Warehousing Terms and Conditions

  1. Applicability. MEI Rigging & Crating LLC (“MEI“) shall provide warehousing, storage, handling, delivery, and related services (the “Services“) for the goods described on the Warehouse Receipt (the “Goods“) on behalf of the depositor named on the Warehouse Receipt (“Depositor“) pursuant to these terms and conditions, the quotations, terms, and conditions contained on the Warehouse Receipt (collectively, the “Warehouse Terms and Conditions“) and, where applicable, MEI’s Terms and Conditions of Sale, located at www.meiriggingcrating.com/standard-commercial-terms/. MEI shall provide the Services in its warehouse facility identified on the Warehouse Receipt (“Warehouse“). If MEI provides additional services, including the special handling services set forth on the Warehouse Receipt, it shall provide them (a) for the additional fees set forth in Section 7, and (b) solely as agent for Depositor, and not as a bailee or warehouseman.
  2. Acceptance. These Warehouse Terms and Conditions, including the charges that may be assigned and invoiced by MEI as described on the Warehouse Receipt, shall be accepted by Depositor either by Depositor’s signature on the Warehouse Receipt or Depositor’s tender of Goods for storage at the Warehouse or MEI’s place of business. MEI may refuse to accept any goods tendered for storage by Depositor if (a) Depositor fails to provide an adequate description of the goods tendered for storage; (b) the goods tendered for storage do not conform to the description contained on the Warehouse Receipt; and/or (c) Depositor fails to provide an adequate description of the additional services, if such services are requested. Any other goods tendered by Depositor to MEI as part of this lot, while these Warehouse Terms and Conditions are in effect, constitute Goods under these Warehouse Terms and Conditions.
  3. Tender of Goods for Storage. Depositor represents and warrants that it is the owner or has lawful possession of the Goods and all right and authority to store them with MEI and thereafter direct the release and/or delivery of the Goods.
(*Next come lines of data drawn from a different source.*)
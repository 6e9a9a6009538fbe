//! Host-provided contact and hop records, and the resolved node view.
//!
//! The host exposes contacts as records with many optional attributes.
//! [`ContactRecord`] keeps that shape explicit and puts every fallback
//! rule in one place so the resolver and exporters agree on them.

use std::fmt;

use serde::{Deserialize, Serialize};

use crate::{NodeIdentity, Timestamp};

/// Name used when a contact carries no advertised name.
pub const UNKNOWN_NAME: &str = "Unknown";

/// Node type used when a contact carries no type string.
pub const UNKNOWN_NODE_TYPE: &str = "unknown";

// ---------------------------------------------------------------------------
// ContactRecord
// ---------------------------------------------------------------------------

/// One contact as currently known to the host.
#[derive(Clone, Debug, Default, PartialEq, Serialize, Deserialize)]
#[serde(default)]
pub struct ContactRecord {
    /// Full identity prefix as published by the host.
    pub pubkey_prefix: Option<String>,
    /// Advertised display name.
    pub adv_name: Option<String>,
    /// Human-readable node type ("Repeater", "Client", ...).
    pub node_type_str: Option<String>,
    /// Latitude from the node's advertisement.
    pub adv_lat: Option<f64>,
    /// Longitude from the node's advertisement.
    pub adv_lon: Option<f64>,
    /// Fallback latitude (manually set location).
    pub latitude: Option<f64>,
    /// Fallback longitude (manually set location).
    pub longitude: Option<f64>,
    /// Time of the node's last advertisement.
    pub last_advert: Option<Timestamp>,
}

impl ContactRecord {
    /// The record's identity, if it carries a non-empty pubkey prefix.
    pub fn identity(&self) -> Option<NodeIdentity> {
        self.pubkey_prefix
            .as_deref()
            .and_then(|p| NodeIdentity::new(p).ok())
    }

    /// Coordinates after applying the fallback chain.
    ///
    /// `adv_lat`/`adv_lon` win over `latitude`/`longitude`. A value of
    /// `0.0` or a non-finite value counts as missing. Returns `None`
    /// unless both coordinates are usable.
    pub fn coordinates(&self) -> Option<(f64, f64)> {
        let lat = usable(self.adv_lat).or_else(|| usable(self.latitude))?;
        let lon = usable(self.adv_lon).or_else(|| usable(self.longitude))?;
        Some((lat, lon))
    }

    /// Advertised name, or `"Unknown"`.
    pub fn display_name(&self) -> &str {
        match self.adv_name.as_deref() {
            Some(name) if !name.is_empty() => name,
            _ => UNKNOWN_NAME,
        }
    }

    /// Lower-cased node type, or `"unknown"`.
    pub fn node_type(&self) -> String {
        match self.node_type_str.as_deref() {
            Some(t) if !t.is_empty() => t.to_lowercase(),
            _ => UNKNOWN_NODE_TYPE.into(),
        }
    }

    /// Returns `true` if the node type names a repeater.
    pub fn is_repeater(&self) -> bool {
        self.node_type().contains("repeater")
    }
}

fn usable(value: Option<f64>) -> Option<f64> {
    value.filter(|v| v.is_finite() && *v != 0.0)
}

// ---------------------------------------------------------------------------
// HopRecord
// ---------------------------------------------------------------------------

/// A received transmission's relay path, as tracked by the host.
#[derive(Clone, Debug, Default, PartialEq, Serialize, Deserialize)]
#[serde(default)]
pub struct HopRecord {
    /// Relay identity prefixes in path order.
    pub path_nodes: Vec<String>,
    /// When a message last arrived over this path.
    pub last_message_time: Option<Timestamp>,
}

// ---------------------------------------------------------------------------
// ResolvedNode
// ---------------------------------------------------------------------------

/// A contact record that matched an identity prefix.
///
/// Derived on demand from the host snapshot; never persisted.
#[derive(Clone, Debug, PartialEq)]
pub struct ResolvedNode {
    /// Full identity of the matched contact.
    pub identity: NodeIdentity,
    /// Display name (fallback applied).
    pub name: String,
    /// Latitude (fallback chain applied).
    pub lat: f64,
    /// Longitude (fallback chain applied).
    pub lon: f64,
    /// Lower-cased node type.
    pub node_type: String,
    /// Last advertisement, `None` if never seen.
    pub last_advert: Option<Timestamp>,
}

impl ResolvedNode {
    /// Builds a resolved view of `record`.
    ///
    /// Returns `None` if the record has no identity or no usable
    /// coordinates.
    pub fn from_record(record: &ContactRecord) -> Option<Self> {
        let identity = record.identity()?;
        let (lat, lon) = record.coordinates()?;
        Some(Self {
            identity,
            name: record.display_name().to_string(),
            lat,
            lon,
            node_type: record.node_type(),
            last_advert: record.last_advert,
        })
    }

    /// Returns `true` if the node type names a repeater.
    pub fn is_repeater(&self) -> bool {
        self.node_type.contains("repeater")
    }
}

// ---------------------------------------------------------------------------
// NodeKind
// ---------------------------------------------------------------------------

/// Node type code carried by new-contact advertisements.
#[derive(Clone, Copy, Debug, Eq, PartialEq, Hash)]
pub enum NodeKind {
    /// Code 0: type not reported.
    Unknown,
    /// Code 1: chat client.
    Chat,
    /// Code 2: repeater.
    Repeater,
    /// Code 3: room server.
    RoomServer,
    /// Code 4: sensor.
    Sensor,
    /// Any other code.
    Other(u8),
}

impl NodeKind {
    /// Maps a wire type code to a kind.
    pub fn from_code(code: u8) -> Self {
        match code {
            0 => Self::Unknown,
            1 => Self::Chat,
            2 => Self::Repeater,
            3 => Self::RoomServer,
            4 => Self::Sensor,
            other => Self::Other(other),
        }
    }

    /// Only client-like nodes receive a greeting.
    pub fn is_greetable(&self) -> bool {
        matches!(self, Self::Unknown | Self::Chat)
    }
}

impl fmt::Display for NodeKind {
    fn fmt(&self, f: &mut fmt::Formatter<'_>) -> fmt::Result {
        match self {
            Self::Unknown => write!(f, "unknown"),
            Self::Chat => write!(f, "chat"),
            Self::Repeater => write!(f, "repeater"),
            Self::RoomServer => write!(f, "room_server"),
            Self::Sensor => write!(f, "sensor"),
            Self::Other(code) => write!(f, "other({code})"),
        }
    }
}
//! Error types for claims analytics
//!
//! `AnalyticsError` covers failures that stop an operation (bad input files,
//! unknown cover types). `EntityIssue` covers per-entity conditions that are
//! recorded on a result and never abort a batch.

use serde::Serialize;
use thiserror::Error;

use crate::records::EntityKey;

#[derive(Debug, Error)]
pub enum AnalyticsError {
    #[error("I/O error: {0}")]
    Io(#[from] std::io::Error),

    #[error("CSV error: {0}")]
    Csv(#[from] csv::Error),

    #[error("JSON error: {0}")]
    Json(#[from] serde_json::Error),

    #[error("Unknown cover type: {0}")]
    UnknownCoverType(String),

    #[error("Invalid date in {field}: {value:?}")]
    InvalidDate { field: &'static str, value: String },

    #[error("Invalid amount in {field}: {value}")]
    InvalidAmount { field: &'static str, value: f64 },

    #[error("Degenerate cover interval for {key}: {days_on_cover} days on cover")]
    DegenerateInterval { key: EntityKey, days_on_cover: i64 },

    #[error("Invalid filter: {0}")]
    InvalidFilter(String),
}

/// Result type alias for analytics operations.
pub type Result<T> = std::result::Result<T, AnalyticsError>;

/// Per-entity data-quality conditions
///
/// None of these abort a run. They are attached to results or counted in the
/// run diagnostics.
#[derive(Debug, Clone, Copy, PartialEq, Eq, Serialize)]
pub enum EntityIssue {
    /// Key present on only one side of the premium/claims join
    MissingJoinKey,
    /// days_on_cover <= 0, earned premium cannot be computed
    DegenerateInterval,
    /// Earned premium is not positive or an amount is not finite, loss ratio has no value
    UndefinedRatio,
    /// Endorsement not contained in any base premium interval
    UnmatchedEndorsement,
}

impl EntityIssue {
    pub fn as_str(&self) -> &'static str {
        match self {
            EntityIssue::MissingJoinKey => "missing_join_key",
            EntityIssue::DegenerateInterval => "degenerate_interval",
            EntityIssue::UndefinedRatio => "undefined_ratio",
            EntityIssue::UnmatchedEndorsement => "unmatched_endorsement",
        }
    }
}

impl std::fmt::Display for EntityIssue {
    fn fmt(&self, f: &mut std::fmt::Formatter<'_>) -> std::fmt::Result {
        f.write_str(self.as_str())
    }
}
//! Intermediate and output types for the loss ratio computation

use chrono::NaiveDate;
use serde::{Serialize, Serializer};
use std::fmt;

use crate::error::{AnalyticsError, EntityIssue, Result};
use crate::records::{CoverType, EntityKey};

/// Base premium chosen for an entity
///
/// When the winning cover type has several records they are collapsed into a
/// single period: earliest start, latest end, summed premium.
#[derive(Debug, Clone, PartialEq, Serialize)]
pub struct PrioritizedPremium {
    pub key: EntityKey,
    /// Cover type the base was taken from
    pub cover_type: CoverType,
    pub start_date: NaiveDate,
    pub end_date: NaiveDate,
    pub total_premium: f64,
    /// Number of records collapsed into this base
    pub record_count: usize,
}

impl PrioritizedPremium {
    /// Base built from endorsements because no New or Renewal record exists
    pub fn is_fallback(&self) -> bool {
        !self.cover_type.is_base()
    }
}

/// Endorsement premium matched onto one entity's base premium
#[derive(Debug, Clone, Default, PartialEq, Serialize)]
pub struct EndorsementTotal {
    /// Sum of contained endorsement premiums
    pub premium: f64,
    pub matched: usize,
    /// Endorsements dropped because they fall outside the base interval
    pub unmatched: usize,
}

/// Premium side of an entity after endorsement matching
#[derive(Debug, Clone, PartialEq, Serialize)]
pub struct ClientProductYearAggregate {
    pub key: EntityKey,
    /// Earliest start date
    pub start_date: NaiveDate,
    /// Latest end date
    pub end_date: NaiveDate,
    pub base_premium: f64,
    pub endorsement_premium: f64,
    /// Base plus matched endorsement premium
    pub total_premium: f64,
    /// Reference date minus start date, in whole days
    pub days_since_start: i64,
    /// End date minus start date, in whole days
    pub days_on_cover: i64,
    pub base_cover_type: CoverType,
    pub unmatched_endorsements: usize,
}

impl ClientProductYearAggregate {
    pub fn is_fallback_base(&self) -> bool {
        !self.base_cover_type.is_base()
    }

    /// Earned premium = total premium * days since start / days on cover
    ///
    /// Fails with `DegenerateInterval` when days_on_cover <= 0.
    pub fn earned_premium(&self) -> Result<f64> {
        if self.days_on_cover <= 0 {
            return Err(AnalyticsError::DegenerateInterval {
                key: self.key.clone(),
                days_on_cover: self.days_on_cover,
            });
        }
        Ok(self.total_premium * self.days_since_start as f64 / self.days_on_cover as f64)
    }
}

/// Claims side of an entity
#[derive(Debug, Clone, Default, PartialEq, Serialize)]
pub struct ClaimsAggregate {
    /// Sum of claim amounts
    pub total_claims: f64,
    /// Sum of approved claim amounts
    pub total_approved: f64,
    pub claim_count: usize,
}

/// Loss ratio in percent, or the undefined sentinel when earned premium is not
/// positive or an amount is not finite
///
/// Serialises as a number or the string `"undefined"`.
#[derive(Debug, Clone, Copy, PartialEq)]
pub enum LossRatio {
    Percent(f64),
    Undefined,
}

impl LossRatio {
    /// 100 * claims / earned, undefined unless earned > 0 and both amounts are finite
    pub fn from_amounts(total_claims: f64, earned_premium: f64) -> Self {
        if earned_premium > 0.0 && earned_premium.is_finite() && total_claims.is_finite() {
            LossRatio::Percent(100.0 * total_claims / earned_premium)
        } else {
            LossRatio::Undefined
        }
    }

    pub fn percent(&self) -> Option<f64> {
        match self {
            LossRatio::Percent(p) => Some(*p),
            LossRatio::Undefined => None,
        }
    }

    pub fn is_undefined(&self) -> bool {
        matches!(self, LossRatio::Undefined)
    }
}

impl fmt::Display for LossRatio {
    fn fmt(&self, f: &mut fmt::Formatter<'_>) -> fmt::Result {
        match self {
            LossRatio::Percent(p) => write!(f, "{:.2}%", p),
            LossRatio::Undefined => f.write_str("undefined"),
        }
    }
}

impl Serialize for LossRatio {
    fn serialize<S: Serializer>(&self, serializer: S) -> std::result::Result<S::Ok, S::Error> {
        match self {
            LossRatio::Percent(p) => serializer.serialize_f64(*p),
            LossRatio::Undefined => serializer.serialize_str("undefined"),
        }
    }
}

/// Whether an entity's loss ratio is a usable measurement
#[derive(Debug, Clone, Copy, PartialEq, Eq, Serialize)]
pub enum ResultStatus {
    Valid,
    /// Earned premium is zero or negative, or an amount is not finite
    UndefinedRatio,
    /// Cover interval has no length; no earned premium was computed
    DegenerateInterval,
}

impl ResultStatus {
    pub fn as_str(&self) -> &'static str {
        match self {
            ResultStatus::Valid => "valid",
            ResultStatus::UndefinedRatio => "undefined_ratio",
            ResultStatus::DegenerateInterval => "degenerate_interval",
        }
    }
}

impl fmt::Display for ResultStatus {
    fn fmt(&self, f: &mut fmt::Formatter<'_>) -> fmt::Result {
        f.write_str(self.as_str())
    }
}

/// Loss ratio outcome for one entity
#[derive(Debug, Clone, PartialEq, Serialize)]
pub struct LossRatioResult {
    pub key: EntityKey,
    /// Premium side, absent when the entity only has claims
    pub premium: Option<ClientProductYearAggregate>,
    /// Claims side, absent when the entity only has premiums
    pub claims: Option<ClaimsAggregate>,
    /// Zero when there is no premium side, absent for a degenerate interval
    pub earned_premium: Option<f64>,
    /// Zero when there is no claims side
    pub total_claims: f64,
    pub loss_ratio: LossRatio,
    pub status: ResultStatus,
    pub issues: Vec<EntityIssue>,
}

impl LossRatioResult {
    pub fn has_issue(&self, issue: EntityIssue) -> bool {
        self.issues.contains(&issue)
    }

    pub fn is_fallback_base(&self) -> bool {
        self.premium.as_ref().map_or(false, |p| p.is_fallback_base())
    }

    /// Flat output row for CSV/JSON export
    pub fn to_row(&self) -> LossRatioRow {
        LossRatioRow {
            client_id: self.key.client_id.clone(),
            product: self.key.product.clone(),
            year: self.key.year,
            earned_premium: self.earned_premium,
            total_claims: self.total_claims,
            loss_ratio_pct: self.loss_ratio,
            status: self.status.as_str(),
            issues: self
                .issues
                .iter()
                .map(|i| i.as_str())
                .collect::<Vec<_>>()
                .join(";"),
        }
    }
}

/// Flat, export-friendly loss ratio row
#[derive(Debug, Clone, PartialEq, Serialize)]
pub struct LossRatioRow {
    pub client_id: String,
    pub product: String,
    pub year: i32,
    pub earned_premium: Option<f64>,
    pub total_claims: f64,
    pub loss_ratio_pct: LossRatio,
    pub status: &'static str,
    pub issues: String,
}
Unless otherwise agreed by the parties in writing, Depositor shall (a) tender any Goods for storage only during MEI’s posted business hours for the Warehouse; (b) tender all Goods to the Warehouse properly marked and packed for storage and handling; (c) provide MEI with information concerning the tendered goods that is accurate, complete, and sufficient to complete the Warehouse Receipt and to allow MEI to comply with all laws and regulations concerning the storage, handling, processing, and transportation of the Goods; and (d) furnish at or prior to tender of the Goods for storage a manifest in a form approved by MEI listing any categories of Goods, brands, or sizes to be separately kept and accounted for. MEI reserves the right, in its sole and absolute discretion, to charge Depositor a flat fee of $1,000 USD in the event that Depositor fails to timely and adequately identify and/or associate itself with the Goods tendered for storage prior to their arrival at the Warehouse or MEI’s other place of business. Depositor agrees to indemnify, defend, and hold harmless MEI, its affiliates and their officers, directors, employees, agents, successors and assigns, from and against any costs, liabilities, actions, penalties, or expenses of any kinds associated with Depositor’s failure to provide MEI with information concerning the tendered goods that is accurate, complete, and sufficient.
    Before tendering Goods that require specialized handling or which are dangerous or hazardous, Depositor must identify the Goods and special handling requirements to MEI in writing, and MEI must specifically agree to store such Goods. Depositor is solely responsible for providing complete and accurate handling and storage instructions for such Goods, including any applicable safety procedures. If such Goods create a risk of harm to persons or property, or if continued storage becomes impractical, MEI may require Depositor to take delivery of such Goods, or may dispose of such Goods at Depositor’s risk and expense. Depositor agrees to indemnify, defend, and hold harmless MEI, its affiliates and their officers, directors, employees, agents, successors and assigns, from and against any costs, liabilities, actions, penalties, or expenses of any kinds associated with or arising out of Goods that require specialized handling or which are dangerous or hazardous, whether or not such specialized handling or dangerous or hazardous condition is made known to MEI.
    For all Goods shipped to the Warehouse, Depositor shall ensure that the bill of lading or other contract of carriage (“Transportation Contract“) (a) identifies Depositor as the named consignee, in care of MEI, and (b) does not identify MEI as the consignee. If any Goods are shipped to the Warehouse naming MEI as named consignee on the Transportation Contract, Depositor shall promptly notify the carrier in writing that Warehouse is (x) the “in care of party” only and (y) does not have any beneficial title or interest in the Goods. MEI may refuse to accept any Goods tendered for storage in violation of this provision, and shall not be liable for any loss or damage to, or misconsignment of, such Goods. Depositor agrees to indemnify, defend, and hold harmless MEI, its affiliates and their officers, directors, employees, agents, successors and assigns, from and against any costs, liabilities, actions, penalties, or expenses of any kinds associated with the improper declaration of MEI as consignee.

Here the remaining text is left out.